Mata Hari était-elle « l’agent H21 », une habile séductrice chargée de récolter les confidences des officiers français pour le compte de l’Allemagne ou une innocente courtisane, sacrifiée pour l’exemple ? C’est Lorraine Thouéry, 22 ans et étudiante en Master 1 de droit à Assas, qui remporte le prix de la meilleure plaidoirie, en défendant avec verve la danseuse. « J’adore juger les mecs morts », s’exclame celle qui a déjà fini première au procès de Pétain, et « seulement deuxième pour Napoléon ». « Les reconstitutions de procès historiques nous permettent d’explorer des facettes peu connues des grands personnages.
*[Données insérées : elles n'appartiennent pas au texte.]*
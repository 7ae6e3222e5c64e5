//! Listener lifecycle for the ingress and bridge routers.
//!
//! Each router gets its own `HttpServer`: `start()` binds and spawns the
//! serve task, `shutdown()` stops accepting connections and waits for
//! in-flight requests.

use std::io;
use std::net::SocketAddr;

use axum::Router;
use tokio::sync::oneshot;
use tokio::task::JoinHandle;

/// One axum server bound to one address.
pub struct HttpServer {
    name: &'static str,
    addr: SocketAddr,
    router: Option<Router>,
    shutdown_tx: Option<oneshot::Sender<()>>,
    handle: Option<JoinHandle<()>>,
}

impl HttpServer {
    pub fn new(name: &'static str, addr: SocketAddr, router: Router) -> Self {
        Self {
            name,
            addr,
            router: Some(router),
            shutdown_tx: None,
            handle: None,
        }
    }

    /// Bind the listener and spawn the server. Returns the bound address,
    /// which differs from the configured one when port 0 was requested.
    pub async fn start(&mut self) -> io::Result<SocketAddr> {
        let router = self.router.take().ok_or_else(|| {
            io::Error::new(io::ErrorKind::AlreadyExists, "server already started")
        })?;

        let listener = tokio::net::TcpListener::bind(self.addr)
            .await
            .map_err(|e| io::Error::new(e.kind(), format!("failed to bind {}: {}", self.addr, e)))?;
        let local = listener.local_addr()?;

        tracing::info!("{} listening on {}", self.name, local);

        let (shutdown_tx, shutdown_rx) = oneshot::channel();
        self.shutdown_tx = Some(shutdown_tx);

        let name = self.name;
        let handle = tokio::spawn(async move {
            if let Err(e) = axum::serve(listener, router)
                .with_graceful_shutdown(async move {
                    let _ = shutdown_rx.await;
                    tracing::info!("{} shutting down", name);
                })
                .await
            {
                tracing::error!("{} error: {}", name, e);
            }
        });

        self.handle = Some(handle);
        Ok(local)
    }

    /// Signal graceful shutdown and wait for the server task to finish.
    pub async fn shutdown(&mut self) {
        if let Some(tx) = self.shutdown_tx.take() {
            let _ = tx.send(());
        }
        if let Some(handle) = self.handle.take() {
            let _ = handle.await;
        }
    }
}
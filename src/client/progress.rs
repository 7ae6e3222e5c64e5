//! Batch progress reporting.
//!
//! Conversions finish concurrently, so they never touch shared counters.
//! Each finished job sends one [`Completion`] over a channel to a single
//! aggregator task, which owns the counts and forwards snapshots to a
//! [`ProgressSink`].

use std::sync::Arc;

use tokio::sync::mpsc;
use tokio::task::JoinHandle;

/// Counts as seen after one more job finished.
#[derive(Debug, Clone, PartialEq, Eq)]
pub struct ProgressSnapshot {
    pub total: usize,
    pub done: usize,
    pub succeeded: usize,
    pub failed: usize,
    /// File name of the job that just finished.
    pub current: String,
}

/// Receives batch progress. All methods default to no-ops.
pub trait ProgressSink: Send + Sync {
    /// Called once before any job starts.
    fn on_batch_start(&self, total: usize) {
        let _ = total;
    }

    /// Called each time a job finishes, in completion order.
    fn on_job_complete(&self, snapshot: &ProgressSnapshot) {
        let _ = snapshot;
    }

    /// Called once after every job has finished.
    fn on_batch_complete(&self, snapshot: &ProgressSnapshot) {
        let _ = snapshot;
    }
}

/// Sink for callers that don't want progress.
pub struct NoopProgress;

impl ProgressSink for NoopProgress {}

/// One finished job.
#[derive(Debug, Clone)]
pub struct Completion {
    pub file: String,
    pub success: bool,
}

/// Owns the batch counters.
pub struct ProgressAggregator {
    total: usize,
    tx: mpsc::UnboundedSender<Completion>,
    handle: JoinHandle<ProgressSnapshot>,
}

impl ProgressAggregator {
    /// Start the aggregator task for a batch of `total` jobs.
    pub fn start(total: usize, sink: Arc<dyn ProgressSink>) -> Self {
        let (tx, mut rx) = mpsc::unbounded_channel::<Completion>();
        sink.on_batch_start(total);

        let handle = tokio::spawn(async move {
            let mut snapshot = ProgressSnapshot {
                total,
                done: 0,
                succeeded: 0,
                failed: 0,
                current: String::new(),
            };
            while let Some(completion) = rx.recv().await {
                snapshot.done += 1;
                if completion.success {
                    snapshot.succeeded += 1;
                } else {
                    snapshot.failed += 1;
                }
                snapshot.current = completion.file;
                sink.on_job_complete(&snapshot);
            }
            sink.on_batch_complete(&snapshot);
            snapshot
        });

        Self { total, tx, handle }
    }

    /// Sender handed to each job.
    pub fn sender(&self) -> mpsc::UnboundedSender<Completion> {
        self.tx.clone()
    }

    /// Close the channel and wait for the final counts.
    pub async fn finish(self) -> ProgressSnapshot {
        drop(self.tx);
        match self.handle.await {
            Ok(snapshot) => snapshot,
            Err(e) => {
                tracing::error!("Progress aggregator failed: {}", e);
                ProgressSnapshot {
                    total: self.total,
                    done: 0,
                    succeeded: 0,
                    failed: 0,
                    current: String::new(),
                }
            }
        }
    }
}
Je suis d’autant plus ravie d’avoir pu défendre Mata Hari, car c’est le procès des mœurs, le procès de la femme ! »
Parité rare
Si les clubs et concours d’éloquence séduisent désormais de plus en plus d’étudiants – au-delà de ses filières traditionnelles que sont le droit, les sciences humaines et politiques –, le faux procès organisé ce soir se distingue par la participation de quatre étudiantes, soit autant que d’étudiants. Une parité de candidats « rare », et dont se félicite Charles Crespel, qui préside la fédération organisatrice. « Le milieu de l’art oratoire est plutôt masculin. Les mecs peuvent être assez désagréables et décourager les filles lorsqu’elles prennent la parole. Nous faisons en sorte de les inciter à participer. »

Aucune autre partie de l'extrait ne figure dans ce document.